1-2: Contrapassi sequence
3-4: Movimenti, man double right in front
5-6: Man turns into place, movimenti
7-8: Woman double right in front, turn into place

It is a little odd to have the movimenti  in two different places in the melody, but it does work. I’m going with it for now, unless I figure out something better.

So what about those contrapassi?  A lot of people in the SCA have been doing a version of the contrapasso based on the description found in Cornazzano. I originally started with the assumption that that version is what was meant in the 15th century, and the description in the German letter represented an evolution in the 16th century, much as Arbeau talks about his dance master inventing the close on the single around 1520. This seems to be upheld by Guglielmo’s description (neither he nor Domenico use the term, it seems to have come in around 1470). Also the term literally means “counter-step”. The question is: counter to what?

The German letter always describes it as “2 contrapass and one with a repress.” Taking “repress” to be equivalent to riprese, I saw this as 3 doubles not in normal tempo with the music and a sideways step to close. Descriptions earlier of the same dances that specified “3 doubles in 2 measures” in the place where that term was used in the German letter, I thought the evolution was the addition of the close.
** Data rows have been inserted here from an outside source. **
//! # PLC Instrument Simulator
//!
//! A real-time simulation engine for industrial field instruments, built for
//! bench-testing PLC control logic without physical devices on the wire.
//!
//! ## Features
//!
//! - **Six instrument models**: tank level, on/off valve, pump, pulse flow
//!   meter, regulating valve, and a tanker-loading interlock panel
//! - **Mock I/O**: digital and analog channels behind a pluggable backend,
//!   with last-known-value fallback on channel faults
//! - **Instrument linking**: dependency-ordered evaluation with one-tick
//!   delay around feedback loops
//! - **Atomic topology edits**: all-or-nothing validation, generation
//!   numbers, swaps only at tick boundaries
//! - **Deterministic snapshots**: same topology plus same inputs gives
//!   bit-identical published state, tick for tick
//!
//! ## Quick Start
//!
//! ```rust
//! use plcsim::channel::{ChannelBank, MockIo};
//! use plcsim::scheduler::{Simulator, SimulatorConfig};
//! use plcsim::topology::{InstrumentRecord, TopologyManager};
//!
//! let mut manager = TopologyManager::new();
//! let record: InstrumentRecord =
//!     serde_json::from_str(r#"{"id": "v101", "type": "valve"}"#).unwrap();
//! let topology = manager.replace(vec![record]).unwrap();
//!
//! let bank = ChannelBank::new(Box::new(MockIo::new()));
//! let mut sim = Simulator::new(bank, topology, SimulatorConfig::default());
//! let snapshot = sim.tick();
//! assert_eq!(snapshot.seq, 1);
//! ```
//!
//! ## Architecture
//!
//! - [`channel`] - I/O channels, backends, and the fault-tolerant bank
//! - [`instrument`] - the closed set of instrument models
//! - [`linking`] - dependency resolution between instruments
//! - [`topology`] - validated instrument sets and atomic reconfiguration
//! - [`scheduler`] - the fixed-rate tick loop and snapshot publication
//! - [`protocol`] - the TCP line protocol spoken by the server binary
//! - [`error`] - configuration and channel error taxonomy

#![allow(clippy::module_name_repetitions)]

pub mod channel;
pub mod error;
pub mod instrument;
pub mod linking;
pub mod protocol;
pub mod scheduler;
pub mod topology;

// Re-export main public types for convenience
pub use channel::{ChannelBank, IoBackend, MockIo};
pub use error::{ChannelError, ConfigError};
pub use instrument::{DisplayState, InstrumentKind};
pub use scheduler::{Simulator, SimulatorConfig, Snapshot};
pub use topology::{InstrumentRecord, Topology, TopologyManager};
//! Fixed-rate simulation scheduler.
//!
//! One `tick()` advances the whole plant: activate any pending topology,
//! latch inputs through the channel bank, evaluate every instrument in
//! dependency order, drive outputs, publish a snapshot. The loop is
//! single-threaded by construction; instruments never see each other's
//! in-tick state except through link reads.
//!
//! A misbehaving instrument must not take the plant down. Each model tick
//! runs under a panic guard: on a panic the instrument republishes its
//! previous display with the fault flag set and everything else proceeds.
//!
//! Snapshots deliberately carry no wall-clock time. Two runs from the same
//! topology and the same input script publish bit-identical snapshots,
//! which is what makes regression scripts against PLC logic trustworthy.
//! Timing lives in [`SchedulerStats`], which is observability only.

use crate::channel::{ChannelBank, ChannelStats, ChannelValue};
use crate::instrument::{
    self, channel_roles, DisplayState, InputSet, InstrumentModel, TickContext,
};
use crate::linking::{BackEdgePolicy, LinkView};
use crate::topology::Topology;
use serde::{Deserialize, Serialize};
use std::collections::BTreeMap;
use std::panic::{self, AssertUnwindSafe};
use std::sync::Arc;
use std::time::Instant;

pub const DEFAULT_TICK_INTERVAL_MS: u64 = 100;

#[derive(Debug, Clone, Copy, Serialize, Deserialize)]
pub struct SimulatorConfig {
    pub tick_interval_ms: u64,
    pub back_edge_policy: BackEdgePolicy,
}

impl Default for SimulatorConfig {
    fn default() -> Self {
        Self {
            tick_interval_ms: DEFAULT_TICK_INTERVAL_MS,
            back_edge_policy: BackEdgePolicy::default(),
        }
    }
}

/// Per-instrument entry in a snapshot.
#[derive(Debug, Clone, PartialEq, Serialize, Deserialize)]
pub struct InstrumentStatus {
    pub display: DisplayState,
    /// At least one declared link has no target.
    pub degraded: bool,
    /// This tick was aborted and `display` is the republished prior state.
    pub faulted: bool,
}

/// Immutable published plant state for one tick.
#[derive(Debug, Clone, PartialEq, Serialize, Deserialize)]
pub struct Snapshot {
    pub generation: u64,
    pub seq: u64,
    pub instruments: BTreeMap<String, InstrumentStatus>,
}

#[derive(Debug, Clone, Copy, Default, Serialize, Deserialize)]
pub struct SchedulerStats {
    pub ticks: u64,
    pub overruns: u64,
    pub instrument_faults: u64,
    pub last_tick_us: u64,
}

/// Full stats report for the `stats` command.
#[derive(Debug, Clone, Serialize, Deserialize)]
pub struct StatsReport {
    pub generation: u64,
    pub instruments: usize,
    pub scheduler: SchedulerStats,
    pub channels: ChannelStats,
}

pub struct Simulator {
    config: SimulatorConfig,
    bank: ChannelBank,
    topology: Arc<Topology>,
    pending: Option<Arc<Topology>>,
    models: Vec<InstrumentModel>,
    previous: Vec<DisplayState>,
    faulted: Vec<bool>,
    snapshot: Arc<Snapshot>,
    stats: SchedulerStats,
}

impl Simulator {
    pub fn new(bank: ChannelBank, topology: Arc<Topology>, config: SimulatorConfig) -> Self {
        let models: Vec<InstrumentModel> = topology
            .specs()
            .iter()
            .map(|spec| InstrumentModel::new(&spec.params))
            .collect();
        let previous: Vec<DisplayState> = models.iter().map(InstrumentModel::display).collect();
        let faulted = vec![false; models.len()];
        let snapshot = Arc::new(Self::assemble(&topology, 0, &previous, &faulted));
        Self {
            config,
            bank,
            topology,
            pending: None,
            models,
            previous,
            faulted,
            snapshot,
            stats: SchedulerStats::default(),
        }
    }

    /// Seconds advanced per tick.
    pub fn dt(&self) -> f64 {
        self.config.tick_interval_ms as f64 / 1000.0
    }

    pub fn tick_interval_ms(&self) -> u64 {
        self.config.tick_interval_ms
    }

    pub fn topology(&self) -> Arc<Topology> {
        Arc::clone(&self.topology)
    }

    /// Last published snapshot.
    pub fn snapshot(&self) -> Arc<Snapshot> {
        Arc::clone(&self.snapshot)
    }

    pub fn stats(&self) -> StatsReport {
        StatsReport {
            generation: self.topology.generation(),
            instruments: self.topology.len(),
            scheduler: self.stats,
            channels: self.bank.stats(),
        }
    }

    /// Queue a validated topology; it becomes active at the next tick
    /// boundary, never mid-tick.
    pub fn submit_topology(&mut self, topology: Arc<Topology>) {
        self.pending = Some(topology);
    }

    /// Run one simulation step and publish the resulting snapshot.
    pub fn tick(&mut self) -> Arc<Snapshot> {
        let started = Instant::now();
        if let Some(next) = self.pending.take() {
            self.activate(next);
        }

        let seq = self.snapshot.seq + 1;
        self.bank.set_tick(seq);
        let dt = self.dt();
        let n = self.topology.len();

        // Phase 1: latch every input channel once.
        let inputs: Vec<InputSet> = self
            .topology
            .specs()
            .iter()
            .map(|spec| {
                let mut set = InputSet::new();
                for (role, kind) in channel_roles(spec.kind()) {
                    if !kind.is_input() {
                        continue;
                    }
                    if let Some(channel) = spec.channels.get(*role) {
                        set.insert(role, self.bank.read(channel));
                    }
                }
                set
            })
            .collect();

        // Phase 2: evaluate in dependency order under the panic guard.
        let mut current: Vec<Option<DisplayState>> = vec![None; n];
        for &i in self.topology.eval_order() {
            let display = {
                let view = LinkView {
                    handles: self.topology.link_handles(i),
                    current: &current,
                    previous: &self.previous,
                    policy: self.config.back_edge_policy,
                };
                let ctx = TickContext {
                    dt,
                    inputs: &inputs[i],
                    links: &view,
                };
                let model = &mut self.models[i];
                let (display, tick_faulted) = run_guarded(|| model.tick(&ctx), &self.previous[i]);
                if tick_faulted {
                    self.stats.instrument_faults += 1;
                    tracing::error!(
                        id = %self.topology.specs()[i].id,
                        seq,
                        "instrument tick aborted; republishing prior state"
                    );
                }
                self.faulted[i] = tick_faulted;
                display
            };
            current[i] = Some(display);
        }

        // Phase 3: drive outputs from what was published.
        let mut writes: Vec<(&'static str, ChannelValue)> = Vec::new();
        for (i, spec) in self.topology.specs().iter().enumerate() {
            let Some(display) = &current[i] else { continue };
            writes.clear();
            instrument::outputs(display, &mut writes);
            for (role, value) in &writes {
                if let Some(channel) = spec.channels.get(*role) {
                    self.bank.write(channel, *value);
                }
            }
        }

        for (i, slot) in current.iter_mut().enumerate() {
            if let Some(display) = slot.take() {
                self.previous[i] = display;
            }
        }

        self.snapshot = Arc::new(Self::assemble(
            &self.topology,
            seq,
            &self.previous,
            &self.faulted,
        ));

        self.stats.ticks += 1;
        let elapsed = started.elapsed();
        self.stats.last_tick_us = elapsed.as_micros() as u64;
        if elapsed.as_millis() as u64 > self.config.tick_interval_ms {
            // Overruns reschedule immediately; they are not an error.
            self.stats.overruns += 1;
            tracing::warn!(
                seq,
                elapsed_us = self.stats.last_tick_us,
                "tick overran its interval"
            );
        }

        self.snapshot()
    }

    fn activate(&mut self, next: Arc<Topology>) {
        let old_topology = std::mem::replace(&mut self.topology, next);
        let mut old_models: Vec<Option<InstrumentModel>> =
            self.models.drain(..).map(Some).collect();
        let old_previous = std::mem::take(&mut self.previous);

        for spec in self.topology.specs() {
            // Carry private state when the instrument is unchanged in id,
            // type and parameters; channel and link edits alone do not
            // reset a totalizer or a valve position.
            let carried = old_topology.index_of(&spec.id).and_then(|j| {
                (old_topology.specs()[j].params == spec.params)
                    .then(|| old_models[j].take().map(|m| (m, old_previous[j].clone())))
                    .flatten()
            });
            match carried {
                Some((model, display)) => {
                    self.previous.push(display);
                    self.models.push(model);
                }
                None => {
                    let model = InstrumentModel::new(&spec.params);
                    self.previous.push(model.display());
                    self.models.push(model);
                }
            }
        }
        self.faulted = vec![false; self.models.len()];
        tracing::info!(
            generation = self.topology.generation(),
            instruments = self.topology.len(),
            "topology activated"
        );
    }

    fn assemble(
        topology: &Topology,
        seq: u64,
        displays: &[DisplayState],
        faulted: &[bool],
    ) -> Snapshot {
        let instruments = topology
            .specs()
            .iter()
            .enumerate()
            .map(|(i, spec)| {
                (
                    spec.id.clone(),
                    InstrumentStatus {
                        display: displays[i].clone(),
                        degraded: topology.is_degraded(i),
                        faulted: faulted.get(i).copied().unwrap_or(false),
                    },
                )
            })
            .collect();
        Snapshot {
            generation: topology.generation(),
            seq,
            instruments,
        }
    }
}

/// Run one model tick under a panic guard; on abort, fall back to the prior
/// display and report the fault.
fn run_guarded<F>(tick: F, fallback: &DisplayState) -> (DisplayState, bool)
where
    F: FnOnce() -> DisplayState,
{
    match panic::catch_unwind(AssertUnwindSafe(tick)) {
        Ok(display) => (display, false),
        Err(_) => (fallback.clone(), true),
    }
}

#[cfg(test)]
mod tests {
    use super::*;
    use crate::instrument::{ValveDisplay, ValveStatus};

    fn valve_display(position: f64) -> DisplayState {
        DisplayState::Valve(ValveDisplay {
            position_percent: position,
            status: ValveStatus::Opening,
            open_cmd: true,
            close_cmd: false,
            hold_cmd: false,
        })
    }

    #[test]
    fn guard_passes_through_normal_ticks() {
        let fallback = valve_display(10.0);
        let (display, faulted) = run_guarded(|| valve_display(42.0), &fallback);
        assert!(!faulted);
        assert_eq!(display, valve_display(42.0));
    }

    #[test]
    fn guard_republishes_fallback_on_panic() {
        let fallback = valve_display(10.0);
        let (display, faulted) = run_guarded(|| panic!("boom"), &fallback);
        assert!(faulted);
        assert_eq!(display, fallback);
    }
}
In later readings through the theoretical section of Domenico to try and fully understand his descriptions of the tempos and steps, I later came to realize that the whole idea that “there were no closes on doubles in the 15th century” so widely accepted in the SCA was flat out wrong. Domenico, in describing the differences between doubles in quaternaria (4/4), bassadanza (6/4) and piva (2/4 or 6/8 cut time), discusses the different ways they relate to the measure and beats and the difference in movement. Part of that is stating that the quaternaria double has a frappamento on the final beat, which makes the most sense if you interpret it as a close. I also have compared the descriptions of steps in several more dances where later manuscripts use the term contrapassi to Domenico or Guglielmo’s step descriptions. Domenico mentions doing 3 pive in 2 quaternaria measures several times, and uses that final close/step to have you turn or do a quick bow as well. Finally, in NYPL/Giorgio, it gives a description of a contrapassi that matches this interpretation. Based on all of this, I now believe that the contrapassi step sequence was 3 pive and a close in 2 4/4 measures throughout the 15th century.